China raises rare metal quotas, Malaysia stalls on metal plant
China's Xinhua News Agency announced April 25 increased quotas for the production and smelting of five rare metals in China: tungsten, tin, antimony, molybdenum and rare earth ores.
The quotas are set by the Ministry of Industry and Information Technology (MIIT) together with the National Development and Reform Commission and the Ministry of Land and Resources.
Only enterprises that meet the requirements of national industrial and management policies can get the quota from local governments' supervisory departments and ''no extra quota or production beyond the limit will be allowed,'' said a statement on the MIIT's website.

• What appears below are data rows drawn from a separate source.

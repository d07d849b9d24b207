//! # Credential Store
//!
//! Durable home for the session's pairing credentials and its small
//! persisted config record.
//!
//! ## Implementations
//! ```text
//! ┌─────────────────────────────────────────────────────────────────────────┐
//! │  CredentialStore (trait)                                                │
//! │    ├── reparo_db::Database     SQLite, survives restarts                │
//! │    └── MemoryCredentialStore   tests and throwaway runs                 │
//! └─────────────────────────────────────────────────────────────────────────┘
//! ```
//!
//! Every write replaces the previous value. The session treats all store
//! errors as non-fatal.

use async_trait::async_trait;
use tokio::sync::RwLock;

use reparo_db::Database;

use crate::error::MessagingResult;
use crate::transport::CredentialBlob;

/// The persisted session record.
#[derive(Debug, Clone, Default, PartialEq, Eq)]
pub struct PersistedConfig {
    /// Whether the session was open at the last write.
    pub connected: bool,

    /// Pairing code still waiting to be entered, if any.
    pub pairing_code: Option<String>,
}

/// Storage the session persists through.
#[async_trait]
pub trait CredentialStore: Send + Sync {
    /// Reads the persisted config. `None` if it was never written.
    async fn read_config(&self) -> MessagingResult<Option<PersistedConfig>>;

    /// Replaces the persisted config.
    async fn write_config(&self, config: &PersistedConfig) -> MessagingResult<()>;

    /// Reads the stored credentials.
    async fn read_credentials(&self) -> MessagingResult<Option<CredentialBlob>>;

    /// Replaces the stored credentials.
    async fn write_credentials(&self, credentials: &CredentialBlob) -> MessagingResult<()>;

    /// Forgets the stored credentials.
    async fn clear_credentials(&self) -> MessagingResult<()>;
}

// =============================================================================
// SQLite
// =============================================================================

#[async_trait]
impl CredentialStore for Database {
    async fn read_config(&self) -> MessagingResult<Option<PersistedConfig>> {
        let record = self.messaging_session().get_session().await?;

        // A row that was never written has no timestamp
        Ok(record.updated_at.map(|_| PersistedConfig {
            connected: record.connected,
            pairing_code: record.pairing_code,
        }))
    }

    async fn write_config(&self, config: &PersistedConfig) -> MessagingResult<()> {
        self.messaging_session()
            .save_session(config.connected, config.pairing_code.as_deref())
            .await?;
        Ok(())
    }

    async fn read_credentials(&self) -> MessagingResult<Option<CredentialBlob>> {
        let payload = self.messaging_session().get_credentials().await?;
        Ok(payload.map(CredentialBlob::new))
    }

    async fn write_credentials(&self, credentials: &CredentialBlob) -> MessagingResult<()> {
        self.messaging_session()
            .save_credentials(credentials.as_bytes())
            .await?;
        Ok(())
    }

    async fn clear_credentials(&self) -> MessagingResult<()> {
        self.messaging_session().clear_credentials().await?;
        Ok(())
    }
}

// =============================================================================
// In-Memory
// =============================================================================

/// A store that lives as long as the process.
#[derive(Debug, Default)]
pub struct MemoryCredentialStore {
    config: RwLock<Option<PersistedConfig>>,
    credentials: RwLock<Option<CredentialBlob>>,
}

impl MemoryCredentialStore {
    pub fn new() -> Self {
        Self::default()
    }

    /// Creates a store that already holds credentials.
    pub fn with_credentials(credentials: CredentialBlob) -> Self {
        MemoryCredentialStore {
            config: RwLock::new(None),
            credentials: RwLock::new(Some(credentials)),
        }
    }
}

#[async_trait]
impl CredentialStore for MemoryCredentialStore {
    async fn read_config(&self) -> MessagingResult<Option<PersistedConfig>> {
        Ok(self.config.read().await.clone())
    }

    async fn write_config(&self, config: &PersistedConfig) -> MessagingResult<()> {
        *self.config.write().await = Some(config.clone());
        Ok(())
    }

    async fn read_credentials(&self) -> MessagingResult<Option<CredentialBlob>> {
        Ok(self.credentials.read().await.clone())
    }

    async fn write_credentials(&self, credentials: &CredentialBlob) -> MessagingResult<()> {
        *self.credentials.write().await = Some(credentials.clone());
        Ok(())
    }

    async fn clear_credentials(&self) -> MessagingResult<()> {
        *self.credentials.write().await = None;
        Ok(())
    }
}

#[cfg(test)]
mod tests {
    use super::*;
    use reparo_db::DbConfig;

    async fn exercise(store: &dyn CredentialStore) {
        assert!(store.read_config().await.unwrap().is_none());
        assert!(store.read_credentials().await.unwrap().is_none());

        let pairing = PersistedConfig {
            connected: false,
            pairing_code: Some("KLMN-5678".into()),
        };
        store.write_config(&pairing).await.unwrap();
        assert_eq!(store.read_config().await.unwrap(), Some(pairing));

        let open = PersistedConfig {
            connected: true,
            pairing_code: None,
        };
        store.write_config(&open).await.unwrap();
        assert_eq!(store.read_config().await.unwrap(), Some(open));

        let blob = CredentialBlob::new(br#"{"me":"628123"}"#.to_vec());
        store.write_credentials(&blob).await.unwrap();
        assert_eq!(store.read_credentials().await.unwrap(), Some(blob));

        store.clear_credentials().await.unwrap();
        assert!(store.read_credentials().await.unwrap().is_none());
    }

    #[tokio::test]
    async fn test_memory_store() {
        exercise(&MemoryCredentialStore::new()).await;
    }

    #[tokio::test]
    async fn test_sqlite_store() {
        let db = Database::new(DbConfig::in_memory()).await.unwrap();
        exercise(&db).await;
    }

    #[tokio::test]
    async fn test_with_credentials() {
        let store = MemoryCredentialStore::with_credentials(CredentialBlob::new(vec![1, 2, 3]));
        assert_eq!(
            store.read_credentials().await.unwrap(),
            Some(CredentialBlob::new(vec![1, 2, 3]))
        );
    }
}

The MIIT statement reports the output control target for tungsten concentrates at 87,000 tonnes this year, up from last year's 80,000 tonnes. For tin ores, the output quota as 73,000 tonnes from 65,000 tonnes in 2010. For antimony concentrates, the quota is at 105,000 tonnes, compared to 100,000 tonnes last year. For molybdenum concentrates, the quota is 200,000 tonnes, up from 185,000 tonnes last year. And for rare earth oxide, the quota this year is 93,800 tonnes, up from 90,400 tonnes last year.According to Xinhua, China will not grant any new licenses for prospecting and mining of tungsten, antimony and rare earth ores before June 30 of 2012. The news agency noted that China's policies for regulating rare earth and other metal resources industries are intended to balance environmental protection needs and industrial demands, Aside from the quotas, other policies are stricter emission limits on miners and a resources tax.
China's limits on rare earth metals has caused concern in the electronics industry in recent years since they are necessary for a wide range of electronics.
Metal mining in Malaysia
Meanwhile, the Malaysian government is reviewing an Australian mining company's plan to set up a rare earth refinery plant in Kuantan, the capital of the state of Pahang.
In a media briefing on April 22, YB Dato' Sri Mustapa Mohamed, Malaysia's Minister of International Trade and Industry, announced that the Malaysia government is appointing ''an independent panel of international experts to review the health and safety aspects'' of the plant.
The move was taken in response to increasing pressure from environmentalists over possible radiation pollution from the plant.
The proposed plant would produce metals worth about $1.66 billion a year for use in mobile phones, flat screen TVs and other electronic devices, microwave ovens and weapons such as rockets.